The prior role of Union and New Haven Trust had been to support the house and promote its community outreach and exhibits, but Wells Fargo showed no interest in sustaining this tradition.

“Wells Fargo just wasn’t interested in this gem,” Criscola says. “It was just a nuisance to them.”

In 2015, Wells Fargo announced they’d be selling the property and closing the Ely House, much to the shock and dismay of the New Haven arts community. Up until then, the Ely House had played a unique and fundamental role in the local art scene, Creser said. The Yale Center for British Art and Yale University Art Gallery receive far more publicity and funding than the rest of New Haven’s galleries. As a result, they tend to overshadow local art spaces, making it difficult for them to gain prominence. The Ely House is one of the last locations where New Haven artists are promoted and supported.

“The closing of the Ely House was a traumatic event for many local artists,” said North Haven-based sculptor Adam Niklewicz. “We were all trying to come to terms with it.”

As a result, many distraught artists and friends, like Niklewicz, came together to try and save the house, forming a petition in that garnered almost 1,250 signatures. Soon after, the case was resolved: the house’s mission to provide for the arts community would continue.

“The artists came together to petition, and without them, we wouldn’t be here,” Creser said.

But the troubles for the Ely House were far from over. ACES, a regional educational center, purchased the property as a campus extension for the Educational Center for the Arts, a public magnet high school on Audubon Street. ACES plans to renovate the mansion extensively, a deep concern for Friends executive board member Deb Hesse.

“Right now we’re looking at doing a ‘home’ show, introducing the mansion architecture as a starting point to talk about ideas about home and the meaning of home in light of the fact that it will be changing,” Hesse says. “The building will be renovated and will never be an intact mansion the way John and Grace built it and lived in it. But it is right now, and to use that metaphor of this house as a home, and to have artists do more site-specific work in response to that theme … it’s something we have to do.”

“Since the water … ”

But today, before any renovations and alterations, the house’s most pressing concern is by far the water.

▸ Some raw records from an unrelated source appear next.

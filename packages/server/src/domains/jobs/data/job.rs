use serde::{Deserialize, Serialize};

use crate::domains::jobs::models::{Job, Scan};

/// Job as presented to callers and events: the stored record plus its scans
/// when they were resolved. `scans` is `null` when not requested.
#[derive(Debug, Clone, PartialEq, Serialize, Deserialize)]
pub struct JobData {
    #[serde(flatten)]
    pub job: Job,
    pub scans: Option<Vec<Scan>>,
}

impl JobData {
    pub fn without_scans(job: Job) -> Self {
        Self { job, scans: None }
    }

    pub fn with_scans(job: Job, scans: Vec<Scan>) -> Self {
        Self {
            job,
            scans: Some(scans),
        }
    }

    /// First linked scan, in association order.
    pub fn first_scan(&self) -> Option<&Scan> {
        self.scans.as_ref().and_then(|scans| scans.first())
    }
}

impl From<Job> for JobData {
    fn from(job: Job) -> Self {
        Self::without_scans(job)
    }
}

#[cfg(test)]
mod tests {
    use super::*;
    use crate::common::JobId;
    use crate::domains::jobs::models::{JobType, NewJob};

    #[test]
    fn flattens_job_fields_next_to_scans() {
        let new_job = NewJob::builder()
            .job_type(JobType::Count)
            .machine("m1")
            .build();
        let data = JobData::without_scans(Job::submitted(JobId::from_i64(5), &new_job));
        let value = serde_json::to_value(&data).unwrap();
        assert_eq!(value["id"], 5);
        assert_eq!(value["job_type"], "count");
        assert_eq!(value["state"], "INITIALIZING");
        assert!(value["scans"].is_null());
    }
}
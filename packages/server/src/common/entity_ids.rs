//! Typed ID definitions for the job and scan entities.
//!
//! ```rust
//! use jobs_core::common::{JobId, ScanId};
//!
//! let job_id = JobId::from_i64(1);
//! let scan_id = ScanId::from_i64(1);
//!
//! // This would be a compile error:
//! // let wrong: ScanId = job_id;
//! # let _ = (job_id, scan_id);
//! ```

pub use super::id::Id;

// ============================================================================
// Entity marker types
// ============================================================================

/// Marker type for jobs (transfer, count and streaming runs).
pub struct JobEntity;

/// Marker type for scan acquisitions.
pub struct ScanEntity;

// ============================================================================
// Type aliases - the primary API
// ============================================================================

/// Typed ID for jobs.
pub type JobId = Id<JobEntity>;

/// Typed ID for scans.
pub type ScanId = Id<ScanEntity>;
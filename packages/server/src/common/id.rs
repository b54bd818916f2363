//! Typed serial IDs for compile-time type safety.
//!
//! Jobs and scans are keyed by database-assigned `BIGSERIAL` values. Job ids
//! are ordering-significant (neighbor lookups compare them), so the wrapper
//! keeps `Ord` on the raw integer while `Id<T>` prevents passing a `ScanId`
//! where a `JobId` was expected.
//!
//! # Example
//!
//! ```rust
//! use jobs_core::common::id::Id;
//!
//! pub struct Job;
//! pub struct Scan;
//!
//! let job_id: Id<Job> = Id::from_i64(7);
//! let scan_id: Id<Scan> = Id::from_i64(7);
//!
//! // Same raw value, incompatible types:
//! // let wrong: Id<Scan> = job_id;
//! assert_eq!(job_id.into_i64(), scan_id.into_i64());
//! ```

use serde::{Deserialize, Deserializer, Serialize, Serializer};
use std::cmp::Ordering;
use std::fmt::{self, Debug, Display};
use std::hash::{Hash, Hasher};
use std::marker::PhantomData;
use std::num::ParseIntError;
use std::str::FromStr;

/// A typed wrapper around a database serial id.
#[repr(transparent)]
pub struct Id<T>(i64, PhantomData<fn() -> T>);

// ============================================================================
// Core implementations
// ============================================================================

impl<T> Id<T> {
    /// Wraps a raw id loaded from storage or a request path.
    #[inline]
    pub const fn from_i64(raw: i64) -> Self {
        Self(raw, PhantomData)
    }

    /// Returns the raw id.
    #[inline]
    pub const fn into_i64(self) -> i64 {
        self.0
    }

    /// Parses an id from its decimal form.
    #[inline]
    pub fn parse(s: &str) -> Result<Self, ParseIntError> {
        Ok(Self(s.trim().parse()?, PhantomData))
    }
}

// ============================================================================
// Standard trait implementations
// ============================================================================

impl<T> Clone for Id<T> {
    #[inline]
    fn clone(&self) -> Self {
        *self
    }
}

impl<T> Copy for Id<T> {}

impl<T> Debug for Id<T> {
    fn fmt(&self, f: &mut fmt::Formatter<'_>) -> fmt::Result {
        let type_name = std::any::type_name::<T>();
        let short = type_name.rsplit("::").next().unwrap_or(type_name);
        f.debug_tuple(&format!("Id<{}>", short))
            .field(&self.0)
            .finish()
    }
}

impl<T> Display for Id<T> {
    fn fmt(&self, f: &mut fmt::Formatter<'_>) -> fmt::Result {
        Display::fmt(&self.0, f)
    }
}

impl<T> PartialEq for Id<T> {
    #[inline]
    fn eq(&self, other: &Self) -> bool {
        self.0 == other.0
    }
}

impl<T> Eq for Id<T> {}

impl<T> PartialOrd for Id<T> {
    #[inline]
    fn partial_cmp(&self, other: &Self) -> Option<Ordering> {
        Some(self.cmp(other))
    }
}

impl<T> Ord for Id<T> {
    #[inline]
    fn cmp(&self, other: &Self) -> Ordering {
        self.0.cmp(&other.0)
    }
}

impl<T> Hash for Id<T> {
    #[inline]
    fn hash<H: Hasher>(&self, state: &mut H) {
        self.0.hash(state);
    }
}

impl<T> From<i64> for Id<T> {
    #[inline]
    fn from(raw: i64) -> Self {
        Self::from_i64(raw)
    }
}

impl<T> From<Id<T>> for i64 {
    #[inline]
    fn from(id: Id<T>) -> Self {
        id.0
    }
}

impl<T> FromStr for Id<T> {
    type Err = ParseIntError;

    #[inline]
    fn from_str(s: &str) -> Result<Self, Self::Err> {
        Self::parse(s)
    }
}

// ============================================================================
// Serde support
// ============================================================================

impl<T> Serialize for Id<T> {
    fn serialize<S: Serializer>(&self, serializer: S) -> Result<S::Ok, S::Error> {
        self.0.serialize(serializer)
    }
}

impl<'de, T> Deserialize<'de> for Id<T> {
    fn deserialize<D: Deserializer<'de>>(deserializer: D) -> Result<Self, D::Error> {
        i64::deserialize(deserializer).map(Self::from_i64)
    }
}

// ============================================================================
// sqlx support
// ============================================================================

use sqlx::encode::IsNull;
use sqlx::error::BoxDynError;
use sqlx::postgres::{PgArgumentBuffer, PgHasArrayType, PgTypeInfo, PgValueRef, Postgres};
use sqlx::{Decode, Encode, Type};

impl<T> Type<Postgres> for Id<T> {
    fn type_info() -> PgTypeInfo {
        <i64 as Type<Postgres>>::type_info()
    }

    fn compatible(ty: &PgTypeInfo) -> bool {
        <i64 as Type<Postgres>>::compatible(ty)
    }
}

impl<T> PgHasArrayType for Id<T> {
    fn array_type_info() -> PgTypeInfo {
        <i64 as PgHasArrayType>::array_type_info()
    }
}

impl<T> Encode<'_, Postgres> for Id<T> {
    fn encode_by_ref(&self, buf: &mut PgArgumentBuffer) -> Result<IsNull, BoxDynError> {
        <i64 as Encode<Postgres>>::encode_by_ref(&self.0, buf)
    }
}

impl<T> Decode<'_, Postgres> for Id<T> {
    fn decode(value: PgValueRef<'_>) -> Result<Self, BoxDynError> {
        <i64 as Decode<Postgres>>::decode(value).map(Self::from_i64)
    }
}

// ============================================================================
// Tests
// ============================================================================
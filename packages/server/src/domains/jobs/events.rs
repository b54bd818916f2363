use serde::{Deserialize, Serialize};

use crate::common::{JobId, ScanId};
use crate::domains::jobs::data::JobData;
use crate::domains::jobs::models::{Elapsed, Job, JobState, Scan};

/// Kind of an outbound event; selects topic and codec.
#[derive(Debug, Clone, Copy, PartialEq, Eq, Hash)]
pub enum EventKind {
    Submit,
    Updated,
    Cancel,
    ScanUpdated,
}

impl EventKind {
    pub fn as_str(&self) -> &'static str {
        match self {
            EventKind::Submit => "job.submit",
            EventKind::Updated => "job.updated",
            EventKind::Cancel => "job.cancel",
            EventKind::ScanUpdated => "scan.updated",
        }
    }
}

/// Events published to downstream consumers.
///
/// These are facts composed from committed state. Payloads are fixed per
/// kind: an update always carries the same projection no matter which
/// fields the patch touched.
#[derive(Debug, Clone, PartialEq, Serialize, Deserialize)]
#[serde(tag = "event_type")]
pub enum JobEvent {
    /// A job was created. `scan` is the first linked scan, if any.
    #[serde(rename = "job.submit")]
    Submit { job: JobData, scan: Option<Scan> },

    /// A job changed.
    #[serde(rename = "job.updated")]
    Updated {
        id: JobId,
        slurm_id: Option<i64>,
        state: JobState,
        elapsed: Option<Elapsed>,
    },

    /// Cancellation was requested. Emitted regardless of the job's state.
    #[serde(rename = "job.cancel")]
    Cancel { job: JobData },

    /// The set of jobs linked to a scan, read after the triggering commit.
    #[serde(rename = "scan.updated")]
    ScanUpdated { id: ScanId, jobs: Vec<Job> },
}

impl JobEvent {
    pub fn submitted(job: JobData) -> Self {
        let scan = job.first_scan().cloned();
        JobEvent::Submit { job, scan }
    }

    pub fn updated(job: &Job) -> Self {
        JobEvent::Updated {
            id: job.id,
            slurm_id: job.slurm_id,
            state: job.state,
            elapsed: job.elapsed,
        }
    }

    pub fn cancelled(job: JobData) -> Self {
        JobEvent::Cancel { job }
    }

    pub fn scan_updated(id: ScanId, jobs: Vec<Job>) -> Self {
        JobEvent::ScanUpdated { id, jobs }
    }

    pub fn kind(&self) -> EventKind {
        match self {
            JobEvent::Submit { .. } => EventKind::Submit,
            JobEvent::Updated { .. } => EventKind::Updated,
            JobEvent::Cancel { .. } => EventKind::Cancel,
            JobEvent::ScanUpdated { .. } => EventKind::ScanUpdated,
        }
    }

    /// Bus partition key: the job id, or the scan id for fan-out events.
    pub fn partition_key(&self) -> String {
        match self {
            JobEvent::Submit { job, .. } | JobEvent::Cancel { job } => job.job.id.to_string(),
            JobEvent::Updated { id, .. } => id.to_string(),
            JobEvent::ScanUpdated { id, .. } => id.to_string(),
        }
    }
}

During the trial, the house was closed and neglected. As a result, the ceiling developed extensive leakage, threatening the artwork within. The house is now restricted from displaying long-term exhibits.

“Since the water, we’re back to trying to figure out how we’re going to continue the program,” Criscola said. “We’re not confident we can actually, in good faith, put artwork here, at this point, with the threat of deterioration.”

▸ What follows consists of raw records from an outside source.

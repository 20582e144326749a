//! Compound-specific error types.

use std::time::Duration;

use ethers::contract::ContractError;
use ethers::middleware::SignerMiddleware;
use ethers::middleware::signer::SignerMiddlewareError;
use ethers::providers::{Http, JsonRpcError, MiddlewareError, Provider, ProviderError};
use ethers::signers::LocalWallet;
use thiserror::Error;

use crate::application::ports::{LendingError, LendingErrorKind};

/// Provider with a local signer, used for every contract call.
pub type SignerClient = SignerMiddleware<Provider<Http>, LocalWallet>;

/// Errors from the Compound adapter.
#[derive(Debug, Error, Clone, PartialEq, Eq)]
pub enum CompoundError {
    /// The adapter could not be built from its configuration.
    #[error("Configuration error: {0}")]
    Configuration(String),

    /// The requested market was not registered with the adapter.
    #[error("Market {symbol} is not configured")]
    UnknownMarket {
        /// Token symbol.
        symbol: String,
    },

    /// The node answered with a JSON-RPC error object.
    #[error("JSON-RPC error (code: {code}, message: {message})")]
    Rpc {
        /// JSON-RPC error code.
        code: i64,
        /// Message supplied by the node.
        message: String,
    },

    /// A simulated call reverted.
    #[error("execution reverted: {reason}")]
    Revert {
        /// Decoded revert reason.
        reason: String,
    },

    /// Transport or node failure without a JSON-RPC error object.
    #[error("Provider error: {0}")]
    Provider(String),

    /// Signing failed.
    #[error("Signer error: {0}")]
    Signer(String),

    /// ABI encoding or decoding failed.
    #[error("Contract error: {0}")]
    Contract(String),

    /// A cToken function returned a non-zero Compound error code.
    #[error("{function} failed with Compound error code {code}")]
    ProtocolFailure {
        /// Contract function.
        function: &'static str,
        /// Compound `Error` enum value.
        code: u64,
    },

    /// The transaction was mined with status 0.
    #[error("Transaction {tx_hash} reverted")]
    Reverted {
        /// Transaction hash.
        tx_hash: String,
    },

    /// The node stopped reporting the transaction before it was mined.
    #[error("Transaction {tx_hash} was dropped before it was mined")]
    Dropped {
        /// Transaction hash.
        tx_hash: String,
    },

    /// The operation did not finish in time.
    #[error("{operation} timed out after {}s", .timeout.as_secs())]
    Timeout {
        /// Adapter operation.
        operation: &'static str,
        /// Configured bound.
        timeout: Duration,
    },

    /// The transaction was sent but not mined in time. It may still be mined.
    #[error(
        "{operation} transaction {tx_hash} was sent but not mined within {}s; check its status before retrying",
        .timeout.as_secs()
    )]
    ReceiptTimeout {
        /// Adapter operation.
        operation: &'static str,
        /// Hash of the pending transaction.
        tx_hash: String,
        /// Configured bound.
        timeout: Duration,
    },
}

impl CompoundError {
    fn from_rpc(rpc: &JsonRpcError) -> Self {
        Self::Rpc {
            code: rpc.code,
            message: rpc.message.clone(),
        }
    }
}

impl From<ContractError<SignerClient>> for CompoundError {
    fn from(err: ContractError<SignerClient>) -> Self {
        let rpc = err
            .as_middleware_error()
            .and_then(MiddlewareError::as_error_response)
            .or_else(|| {
                err.as_provider_error()
                    .and_then(MiddlewareError::as_error_response)
            });
        if let Some(rpc) = rpc {
            return Self::from_rpc(rpc);
        }

        if err.is_revert() {
            let reason = err
                .decode_revert::<String>()
                .unwrap_or_else(|| "no reason given".to_string());
            return Self::Revert { reason };
        }

        match err.as_middleware_error() {
            Some(SignerMiddlewareError::SignerError(e)) => Self::Signer(e.to_string()),
            Some(e) => Self::Provider(e.to_string()),
            None if err.as_provider_error().is_some() => Self::Provider(err.to_string()),
            None => Self::Contract(err.to_string()),
        }
    }
}

impl From<ProviderError> for CompoundError {
    fn from(err: ProviderError) -> Self {
        err.as_error_response()
            .map_or_else(|| Self::Provider(err.to_string()), Self::from_rpc)
    }
}

impl From<CompoundError> for LendingError {
    fn from(err: CompoundError) -> Self {
        let message = err.to_string();
        match err {
            CompoundError::Rpc { code, message: rpc_message } => {
                Self::new(LendingErrorKind::Provider, message.clone())
                    .with_message(message)
                    .with_rpc_error(code, rpc_message)
            }
            CompoundError::Configuration(_) | CompoundError::UnknownMarket { .. } => {
                Self::new(LendingErrorKind::Configuration, message.clone()).with_message(message)
            }
            CompoundError::Provider(_) => {
                Self::new(LendingErrorKind::Provider, message.clone()).with_message(message)
            }
            CompoundError::Signer(_) => {
                Self::new(LendingErrorKind::Signer, message.clone()).with_message(message)
            }
            CompoundError::Timeout { .. } | CompoundError::ReceiptTimeout { .. } => {
                Self::new(LendingErrorKind::Timeout, message.clone()).with_message(message)
            }
            CompoundError::Revert { .. }
            | CompoundError::Contract(_)
            | CompoundError::ProtocolFailure { .. }
            | CompoundError::Reverted { .. }
            | CompoundError::Dropped { .. } => {
                Self::new(LendingErrorKind::Contract, message.clone()).with_message(message)
            }
        }
    }
}
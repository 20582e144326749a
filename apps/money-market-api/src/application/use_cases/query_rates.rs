//! Query Rates Use Case

use std::sync::Arc;
use std::time::Instant;

use crate::application::dto::MarketRatesDto;
use crate::application::error::ApplicationError;
use crate::application::ports::{LendingError, LendingPort};
use crate::domain::markets::{Market, TokenAllowList};
use crate::domain::rates::{BlockCadence, RateQuote};
use crate::observability::{record_protocol_call, record_rate_quote};

/// Use case for quoting a market's supply and borrow APYs.
pub struct QueryRatesUseCase<L>
where
    L: LendingPort,
{
    lending: Arc<L>,
    allow_list: Arc<TokenAllowList>,
    cadence: BlockCadence,
}

impl<L> QueryRatesUseCase<L>
where
    L: LendingPort,
{
    /// Create a new QueryRatesUseCase.
    pub const fn new(
        lending: Arc<L>,
        allow_list: Arc<TokenAllowList>,
        cadence: BlockCadence,
    ) -> Self {
        Self {
            lending,
            allow_list,
            cadence,
        }
    }

    /// Block cadence used for annualization.
    pub const fn cadence(&self) -> BlockCadence {
        self.cadence
    }

    /// Execute the use case.
    pub async fn execute(&self, token: &str) -> Result<MarketRatesDto, ApplicationError> {
        let market = self.allow_list.resolve(token)?;

        let started = Instant::now();
        let rates = self.read_rates(market).await;
        record_protocol_call(
            "read_rates",
            if rates.is_ok() { "ok" } else { "error" },
            started.elapsed().as_secs_f64(),
        );

        let (supply_rate, borrow_rate) = rates.inspect_err(|e| {
            tracing::error!(token = market.symbol(), error = %e, "Rate query failed");
        })?;

        let quote = RateQuote::from_per_block(supply_rate, borrow_rate, self.cadence);
        record_rate_quote(market.symbol(), quote.supply_apy(), quote.borrow_apy());

        tracing::debug!(
            token = market.symbol(),
            supply_rate_per_block = %supply_rate,
            borrow_rate_per_block = %borrow_rate,
            supply_apy = quote.supply_apy(),
            borrow_apy = quote.borrow_apy(),
            "Rates computed"
        );

        Ok(MarketRatesDto {
            token: market.symbol().to_string(),
            quote,
        })
    }

    /// Read both per-block rates, one call at a time.
    async fn read_rates(&self, market: &Market) -> Result<(u128, u128), LendingError> {
        let supply = self.lending.supply_rate_per_block(market).await?;
        let borrow = self.lending.borrow_rate_per_block(market).await?;
        Ok((supply, borrow))
    }
}
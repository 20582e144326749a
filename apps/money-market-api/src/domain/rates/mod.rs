//! Interest Rates
//!
//! Compound v2 cTokens expose their current supply and borrow rates as
//! per-block mantissas scaled by 1e18. This context turns those into the
//! annual percentage yields shown to API callers.

mod apy;
mod rate_quote;

pub use apy::{
    BlockCadence, DEFAULT_BLOCKS_PER_MINUTE, RATE_MANTISSA_SCALE, annualize, format_percent,
};
pub use rate_quote::RateQuote;
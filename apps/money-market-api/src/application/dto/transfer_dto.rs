//! Transfer DTOs.

use serde::{Deserialize, Serialize};

use crate::application::ports::{LendingOperation, TransactionOutcome};
use crate::domain::markets::TokenAmount;

/// Request to move tokens into or out of a money market.
#[derive(Debug, Clone, PartialEq, Eq, Serialize, Deserialize)]
pub struct TransferCommand {
    /// Operation to perform.
    pub operation: LendingOperation,
    /// Token symbol; must be allow-listed.
    pub token: String,
    /// Amount in the token's smallest unit.
    pub amount: TokenAmount,
}

impl TransferCommand {
    /// Create a transfer command.
    #[must_use]
    pub fn new(operation: LendingOperation, token: impl Into<String>, amount: TokenAmount) -> Self {
        Self {
            operation,
            token: token.into(),
            amount,
        }
    }
}

/// Result of a completed transfer.
#[derive(Debug, Clone, PartialEq, Eq, Serialize)]
pub struct TransferReceiptDto {
    /// Operation performed.
    pub operation: LendingOperation,
    /// Token symbol.
    pub token: String,
    /// Amount in whole-token units, as displayed in `message`.
    pub display_amount: String,
    /// Human-readable summary, e.g. `Supplied 1.5 USDC`.
    pub message: String,
    /// The mined transaction.
    pub outcome: TransactionOutcome,
}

With this uncertain future for the house and its art community, Criscola began to slow, her voice breaking.

“I’m a native New Havenite; I know what the house has meant to me, growing up here, and having something like that here … ” Criscola trailed off. “It’s a place where all the artists in New Haven can come together and take part in celebration.”

”Tell your friends … ”

And so, the fate of the Ely House lies with its few but passionate Friends. As Hesse tells me, the members are those who have formed a strong bond to the space; those who have felt ownership of the house.

Despite the struggles looming ahead, Hesse remains steadfast — uncertain yet undeterred. Exhibitions and pop-ups continue to cycle through the space, the most recent of which was ‘Winners are Losers,’ a political commentary from local artist John O’Donnell. The event’s Facebook description cheerfully confronts the house’s murky future:

“This may be the very last show at the John Slade Ely house, come make it a great party. Tell your friends you were invited, so they will know how popular you are!!!!”

Criscola is more pragmatic and reflective, still searching for a solution to keep the house alive.

“Everybody’s sort of looking for a new way,” she says. “A hybrid business plan or another way to move forward—looking for a way to hold on to what they’ve always done.”